If these constituen­cies are so different from one another, some have even asked if it is a mistake to use a single label to encompass all people of Latin American descent. The push for a pan-ethnic label began in earnest in the late 1960s and 1970s. From the northeast to the southwest, Puerto Rican and Mexican American community leaders recognized shared social problems—including poverty and inadequate investment in their schools—but were often told by federal authoritie­s that they lacked data to substantia­te their requests for federal funding.

Prominent Latino leaders and academics began to lobby the U.S. Census Bureau to create a category that would include them and thus measure disparitie­s on a scale of statistica­l significan­ce. “Hispanic” appeared for the first time on the census in 1980, says G. Cristina Mora, the author of “Making Hispanics: How Activists, Bureaucrat­s, and Media Constructe­d a New American.”

“Hispanic” soon had detractors. By the 1990s, a growing consensus among academics and activists held that the term obscured the legacy of colonizati­on and genocide by Spain. “Latino” emerged as a preferred pan-ethnic identifier, and in 2000 it was added to the census alongside “Hispanic.” (The “race” of Hispanics/Latinos is a fraught topic, because the census does not recognize the common Latin American racial category of mestizo, which denotes a mix of European and Indigenous ancestry.)

Latinx is the latest twist in this saga. It began to circulate on the Internet around the turn of the century, primarily through chat spaces and early forms of social media, adopted first by queer-identifyin­g people of Latin American descent. Since 2015, young people have embraced it with particular exuberance, especially in university settings.

Where and by whom Latinx is used has helped spur complaints that it may alienate working-class Latino communitie­s (especially those that speak Spanish) or at least fail to reflect their preference­s. “I keep thinking, people who are watching this, do they identify with that term?” asks Richard T. Rodríguez, an associate professor at the University of California at Riverside, of political messaging during the pandemic that has used Latinx. “The x is jarring, kind of like biting in glass.”

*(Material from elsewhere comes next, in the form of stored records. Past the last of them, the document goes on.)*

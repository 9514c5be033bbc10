//! Generic label/kind defaults applied to every graph.
//!
//! Runs last so it never pre-empts a specific pass: kinds and labels are
//! only filled in where absent. Node kinds come from simple-name
//! heuristics over the stripped class name, edge kinds from well-known
//! slot names. Frame-state bookkeeping nodes and info edges are hidden.

use irview_core::{names, props, EdgeId, EdgeKind, Graph, NodeKind};

use crate::error::PassError;
use crate::rank::RankRegistry;
use crate::Pass;

pub struct FallbackPass;

impl Pass for FallbackPass {
    fn name(&self) -> &'static str {
        "fallback"
    }

    fn applies(&self, _graph: &Graph) -> bool {
        true
    }

    fn apply(&self, graph: &mut Graph, _ranks: &mut RankRegistry) -> Result<(), PassError> {
        for id in graph.node_ids() {
            let node = graph.node(id)?;
            let Some(class) = node.node_class() else {
                continue;
            };
            let stripped = names::stripped_name(class).to_string();
            let needs_kind = node.kind().is_none();
            let needs_label = node.label().is_none();
            let hide = stripped == "FrameState";

            let node = graph.node_mut(id)?;
            if needs_kind {
                node.set(props::KIND, node_kind_for(&stripped).as_str());
            }
            if needs_label {
                node.set(props::LABEL, stripped);
            }
            if hide {
                node.set_hidden(true);
            }
        }

        for index in 0..graph.edge_count() {
            let eid = EdgeId(index as u32);
            let edge = graph.edge(eid)?;
            let name = edge.name().map(str::to_string);
            let needs_kind = edge.kind().is_none();
            let needs_label = edge.label().is_none();
            let kind = edge
                .kind()
                .unwrap_or_else(|| edge_kind_for(name.as_deref()));

            let edge = graph.edge_mut(eid)?;
            if needs_kind {
                edge.set(props::KIND, kind.as_str());
            }
            if needs_label {
                if let Some(name) = name {
                    edge.set(props::LABEL, name);
                }
            }
            if kind == EdgeKind::Info {
                edge.set_hidden(true);
            }
        }
        Ok(())
    }
}

/// Node-kind heuristic over the stripped class name. Exact control and
/// calc names are checked before the broader substring rules.
fn node_kind_for(stripped: &str) -> NodeKind {
    const CONTROL: &[&str] = &[
        "Start", "Begin", "End", "Merge", "Return", "If", "Switch", "Unwind", "Loop",
        "LoopBegin", "LoopEnd", "LoopExit",
    ];
    const CALC: &[&str] = &[
        "Add", "Sub", "Mul", "Div", "Rem", "Neg", "Not", "And", "Or", "Xor", "Shl", "Shr",
        "UShr", "Conditional", "Compare", "Equals", "LessThan",
    ];

    if CONTROL.contains(&stripped) {
        return NodeKind::Control;
    }
    if stripped.contains("Call") || stripped.contains("Invoke") || stripped == "Apply" {
        return NodeKind::Call;
    }
    if stripped.starts_with("Guard") || stripped.contains("Deopt") {
        return NodeKind::Guard;
    }
    if stripped == "FrameState" {
        return NodeKind::Info;
    }
    if stripped == "Constant" || stripped == "Parameter" || stripped.ends_with("Literal") {
        return NodeKind::Input;
    }
    if stripped.starts_with("Read")
        || stripped.starts_with("Write")
        || stripped.starts_with("Load")
        || stripped.starts_with("Store")
    {
        return NodeKind::Memory;
    }
    if stripped.starts_with("Monitor") || stripped == "Membar" {
        return NodeKind::Sync;
    }
    if stripped.starts_with("Virtual") {
        return NodeKind::Virtual;
    }
    if stripped.starts_with("New") || stripped.starts_with("Alloc") {
        return NodeKind::Alloc;
    }
    if CALC
        .iter()
        .any(|calc| stripped == *calc || stripped.ends_with(*calc))
    {
        return NodeKind::Calc;
    }
    NodeKind::Other
}

/// Edge-kind heuristic over the slot name. Unnamed edges are data.
fn edge_kind_for(name: Option<&str>) -> EdgeKind {
    const CONTROL: &[&str] = &[
        "next",
        "trueSuccessor",
        "falseSuccessor",
        "merge",
        "loopExit",
        "exceptionEdge",
    ];
    const LOOP: &[&str] = &["loopEnd", "backEdge"];
    const INFO: &[&str] = &["frameState", "stateAfter", "descriptor", "info"];

    let Some(name) = name else {
        return EdgeKind::Data;
    };
    if CONTROL.contains(&name) {
        EdgeKind::Control
    } else if LOOP.contains(&name) {
        EdgeKind::Loop
    } else if INFO.contains(&name) {
        EdgeKind::Info
    } else {
        EdgeKind::Data
    }
}

#[cfg(test)]
mod tests {
    use super::*;

    #[test]
    fn node_kind_heuristics() {
        assert_eq!(node_kind_for("If"), NodeKind::Control);
        assert_eq!(node_kind_for("LoopBegin"), NodeKind::Control);
        assert_eq!(node_kind_for("MethodCallTarget"), NodeKind::Call);
        assert_eq!(node_kind_for("GuardedUnsafeLoad"), NodeKind::Guard);
        assert_eq!(node_kind_for("Constant"), NodeKind::Input);
        assert_eq!(node_kind_for("IntLiteral"), NodeKind::Input);
        assert_eq!(node_kind_for("ReadArray"), NodeKind::Memory);
        assert_eq!(node_kind_for("MonitorEnter"), NodeKind::Sync);
        assert_eq!(node_kind_for("VirtualInstance"), NodeKind::Virtual);
        assert_eq!(node_kind_for("NewArray"), NodeKind::Alloc);
        assert_eq!(node_kind_for("Add"), NodeKind::Calc);
        assert_eq!(node_kind_for("IntegerLessThan"), NodeKind::Calc);
        assert_eq!(node_kind_for("Pi"), NodeKind::Other);
    }

    #[test]
    fn edge_kind_heuristics() {
        assert_eq!(edge_kind_for(Some("next")), EdgeKind::Control);
        assert_eq!(edge_kind_for(Some("loopEnd")), EdgeKind::Loop);
        assert_eq!(edge_kind_for(Some("frameState")), EdgeKind::Info);
        assert_eq!(edge_kind_for(Some("value")), EdgeKind::Data);
        assert_eq!(edge_kind_for(None), EdgeKind::Data);
    }
}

Today, surveys show that people of Latin American ancestry in the United States often prefer to describe themselves by referencin­g their specific countries of heritage, according to a 2019 Pew survey. For second-generation Americans of Latino descent, country of heritage is used equally often as “Hispanic” or “Latino,” according to the survey. And those nationalit­ies are not gendered in English.

But surveys that ask participan­ts to choose a single identifier miss the extent to which people of Latin American descent often “code switch,” depending on who they are talking to, says Mora. Someone can identify as Mexican American and Latino, Cuban American and Hispanic, Nicaraguan American and Latinx, and any configurat­ion therein.

Mora adds that Latinx is more common in California than in other parts of the country. “I certainly identify as Chicana, as Latina, and I use Latinx often. And that coincides with the data I’ve seen. It’s not mutually exclusive, and we have a right to do that,” she says. “We are one of the most dynamic groups of the country. We are continuall­y contending with ourselves, and that’s absolutely fine.”